他不知道。也许是因为那个动作太快了,快到他的身体来不及反应。也许是因为他不想躲,他的身体比他的大脑更诚实,他的大脑在说“躲开”,他的身体说“不”。也许是因为他想知道被沈与时碰到是什么感觉——这个想法太危险了,他不敢往下想了。

下午的阳光开始移动。从西边的窗户照进来的光线角度更低了,拉长的影子变得更长,桌面上被照亮的区域从一整片缩小成了一小条,金色的光带在桌面缓缓移动,像一个在做减法的人,一点一点地拿走光,留下暗。

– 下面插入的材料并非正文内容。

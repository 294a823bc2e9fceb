//! Shared helpers for the test suite: hermetic in-memory databases, a
//! pre-wired test server, and fixture users per role.

use axum_test::TestServer;
use axum_test::multipart::MultipartForm;
use sqlx::{SqliteConnection, SqlitePool};
use uuid::Uuid;

use crate::{
    AppState, build_router,
    api::models::{auth::AuthBody, contents::ContentKind, users::Role},
    auth::password::{self, Argon2Params},
    config::Config,
    db::{
        self,
        handlers::{Contents, Repository, Users},
        models::{
            contents::{ContentCreateDBRequest, ContentDBResponse},
            users::{UserCreateDBRequest, UserDBResponse},
        },
    },
    media::MediaClient,
    migrator,
};

/// Password used by every fixture user.
pub const TEST_PASSWORD: &str = "password123";

pub fn create_test_config() -> Config {
    let mut config = Config::default();
    // A single pooled connection keeps the in-memory database alive and
    // serializes test requests
    config.database.url = "sqlite::memory:".to_string();
    config.database.max_connections = 1;
    config.database.min_connections = 1;
    config.auth.access_token_secret = "test-access-secret-0123456789abcdefgh".to_string();
    config.auth.refresh_token_secret = "test-refresh-secret-0123456789abcdefgh".to_string();
    // Fast hashing parameters keep the suite quick
    config.auth.password.argon2_memory_kib = 1024;
    config.auth.password.argon2_iterations = 1;
    config
}

fn fast_argon2_params() -> Argon2Params {
    Argon2Params {
        memory_kib: 1024,
        iterations: 1,
        parallelism: 1,
    }
}

pub async fn create_test_pool() -> SqlitePool {
    let config = create_test_config();
    let pool = db::connect(&config.database).await.expect("Failed to open test database");
    migrator().run(&pool).await.expect("Failed to run migrations");
    pool
}

pub async fn create_test_state_with_config(config: Config) -> AppState {
    let pool = db::connect(&config.database).await.expect("Failed to open test database");
    migrator().run(&pool).await.expect("Failed to run migrations");
    let media = MediaClient::new(&config.media).expect("Failed to build media client");

    AppState::builder().db(pool).config(config).media(media).build()
}

pub async fn create_test_state() -> AppState {
    create_test_state_with_config(create_test_config()).await
}

pub async fn create_test_app() -> (TestServer, AppState) {
    let state = create_test_state().await;
    let router = build_router(state.clone()).expect("Failed to build router");
    let server = TestServer::new(router).expect("Failed to create test server");
    (server, state)
}

/// Test app wired to a (mock) media store at the given base URL.
pub async fn create_test_app_with_media(media_base_url: &str) -> (TestServer, AppState) {
    let mut config = create_test_config();
    config.media.enabled = true;
    config.media.upload_url = Some(format!("{media_base_url}/upload").parse().expect("Invalid media URL"));

    let state = create_test_state_with_config(config).await;
    let router = build_router(state.clone()).expect("Failed to build router");
    let server = TestServer::new(router).expect("Failed to create test server");
    (server, state)
}

/// Insert a user with a unique username and [`TEST_PASSWORD`].
pub async fn insert_test_user(conn: &mut SqliteConnection, role: Role) -> UserDBResponse {
    let suffix = Uuid::new_v4().simple().to_string();
    let username = format!("user{}", &suffix[..8]);
    let password_hash =
        password::hash_string_with_params(TEST_PASSWORD, Some(fast_argon2_params())).expect("Failed to hash password");

    Users::new(conn)
        .create(&UserCreateDBRequest {
            username: username.clone(),
            email: format!("{username}@example.com"),
            password_hash,
            role,
            avatar_url: None,
        })
        .await
        .expect("Failed to insert test user")
}

/// Insert a content item owned by the given instructor.
pub async fn insert_test_content(conn: &mut SqliteConnection, instructor_id: Uuid) -> ContentDBResponse {
    let suffix = Uuid::new_v4().simple().to_string();

    Contents::new(conn)
        .create(&ContentCreateDBRequest {
            title: format!("content{}", &suffix[..8]),
            description: None,
            kind: ContentKind::Video,
            file_url: format!("https://cdn.example.com/{suffix}.mp4"),
            duration: 60,
            tags: Vec::new(),
            instructor_id,
        })
        .await
        .expect("Failed to insert test content")
}

/// Multipart body for the signup endpoint (no avatar part).
pub fn signup_form(username: &str, email: &str, password: &str, role: &str) -> MultipartForm {
    MultipartForm::new()
        .add_text("username", username)
        .add_text("email", email)
        .add_text("password", password)
        .add_text("role", role)
}

/// Login a fixture user and return the response body with both tokens.
pub async fn login_test_user(server: &TestServer, user: &UserDBResponse) -> AuthBody {
    let response = server
        .post("/api/v1/users/login")
        .json(&serde_json::json!({ "username": user.username, "password": TEST_PASSWORD }))
        .await;
    response.assert_status_ok();
    response.json()
}

/// Extract a cookie value from a response's Set-Cookie headers.
pub fn cookie_from_response(response: &axum_test::TestResponse, name: &str) -> Option<String> {
    response
        .headers()
        .get_all(axum::http::header::SET_COOKIE)
        .iter()
        .filter_map(|value| value.to_str().ok())
        .find_map(|cookie| {
            cookie
                .strip_prefix(&format!("{name}="))
                .map(|rest| rest.split(';').next().unwrap_or(rest).to_string())
        })
}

沈与时做完了物理卷子,合上,换成了数学。他的笔尖在新的卷子上落下,写了一个“解”字,然后停住了。他看着那个“解”字看了大概两秒钟——那个字写得很标准,左边一个“角”,右边一个“刀”加“牛”,每一笔都到位,但他在想别的事情。

他在想江寻缩手时的表情。

不是生气。不是那种“你干什么”的、皱着眉头的、带着质问的生气。是愣了一下——眼睛眨了一下,瞳孔收缩了一下,嘴唇微微张开又合上,像一个被人从背后叫了名字、转过身来、发现叫他的那个人是他一直在等的人时的表情。

沈与时不确定那是什么意思。

他只知道江寻没有说“别碰我”。没有说“你有病吧”。没有说任何拒绝的话。他只是缩了手,看了自己的掌心,说了一句“你观察这个干什么”,然后就没有然后了。

没有然后,有时候是最好的然后。

下午四点半,图书馆要关门了。管理员阿姨开始拖地,拖把在水桶里搅动的声音在安静的图书馆里显得格外突兀,水花溅起来又落下去,发出“啪嗒啪嗒”的声响。日光灯开始一盏一盏地熄灭,光线从明亮的白变成昏黄的暖,最后只剩下两盏灯还亮着,在图书馆的中央投下两个孤零零的光圈。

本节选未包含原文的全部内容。